Search the data for the string "closed" and extract every line where it appears.

+++ DATA UNDER STUDY +++

//-
// Copyright (c) 2023, Jason Lingle
//
// This file is part of Polliwog.
//
// Polliwog is free software: you can redistribute it and/or modify it under
// the terms of the GNU General Public License as published by the Free
// Software Foundation, either version 3 of the License, or (at your option)
// any later version.
//
// Polliwog is distributed in the hope that it will be useful, but WITHOUT ANY
// WARRANTY; without even the implied warranty of MERCHANTABILITY or FITNESS
// FOR A PARTICULAR PURPOSE. See the GNU General Public License for more
// details.
//
// You should have received a copy of the GNU General Public License along with
// Polliwog. If not, see <http://www.gnu.org/licenses/>.

use std::path::PathBuf;

use serde::{Deserialize, Serialize};

/// The system-wide configuration for Polliwog.
///
/// This is stored in a file named `polliwog.toml`, conventionally under
/// `/usr/local/etc/polliwog` or `/etc/polliwog`.
#[derive(Clone, Debug, Deserialize, Serialize)]
#[serde(default)]
pub struct SystemConfig {
    /// The address the `serve` command binds.
    pub listen: String,

    /// Whether to advertise and accept `STARTTLS`.
    pub starttls_enabled: bool,

    /// If true, refuse plaintext `LOGIN` and `AUTHENTICATE` before TLS is
    /// active, and advertise `LOGINDISABLED` instead of the auth mechanisms.
    pub reject_insecure_auth: bool,

    /// If set, skip authentication entirely and greet with `PREAUTH` as this
    /// user. Intended for trusted transports such as a UNIX socket behind a
    /// frontend that already authenticated the client.
    pub preauth_user: Option<String>,

    /// Maximum size, in octets, of a single `APPEND` message. Also reported
    /// through the `APPENDLIMIT=` capability.
    pub max_append_len: u32,

    /// Number of consecutive `BAD` responses tolerated before the connection
    /// is closed with `BYE`.
    pub bad_command_limit: u32,

    /// Number of failed authentication attempts tolerated before the
    /// connection is closed.
    pub bad_auth_limit: u32,

    /// If true, do not advertise or accept `IDLE`.
    pub disable_idle: bool,

    /// How long an `IDLE` session may run before being terminated with
    /// `BYE`, in seconds. RFC 2177 suggests 29 minutes.
    pub idle_timeout_secs: u64,

    /// TLS key material, handed to the TLS collaborator verbatim.
    pub tls: TlsConfig,
}

impl Default for SystemConfig {
    fn default() -> Self {
        SystemConfig {
            listen: "0.0.0.0:143".to_owned(),
            starttls_enabled: true,
            reject_insecure_auth: false,
            preauth_user: None,
            max_append_len: 64 * 1024 * 1024,
            bad_command_limit: 5,
            bad_auth_limit: 3,
            disable_idle: false,
            idle_timeout_secs: 29 * 60,
            tls: TlsConfig::default(),
        }
    }
}

#[derive(Clone, Debug, Default, Deserialize, Serialize)]
#[serde(default)]
pub struct TlsConfig {
    /// The path to the TLS private key, which must be in PEM format.
    pub private_key: PathBuf,
    /// The path to the TLS certificate chain, which must be in PEM format.
    pub certificate_chain: PathBuf,
}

+++

SOLUTION:
    /// is closed with `BYE`.
    /// connection is closed.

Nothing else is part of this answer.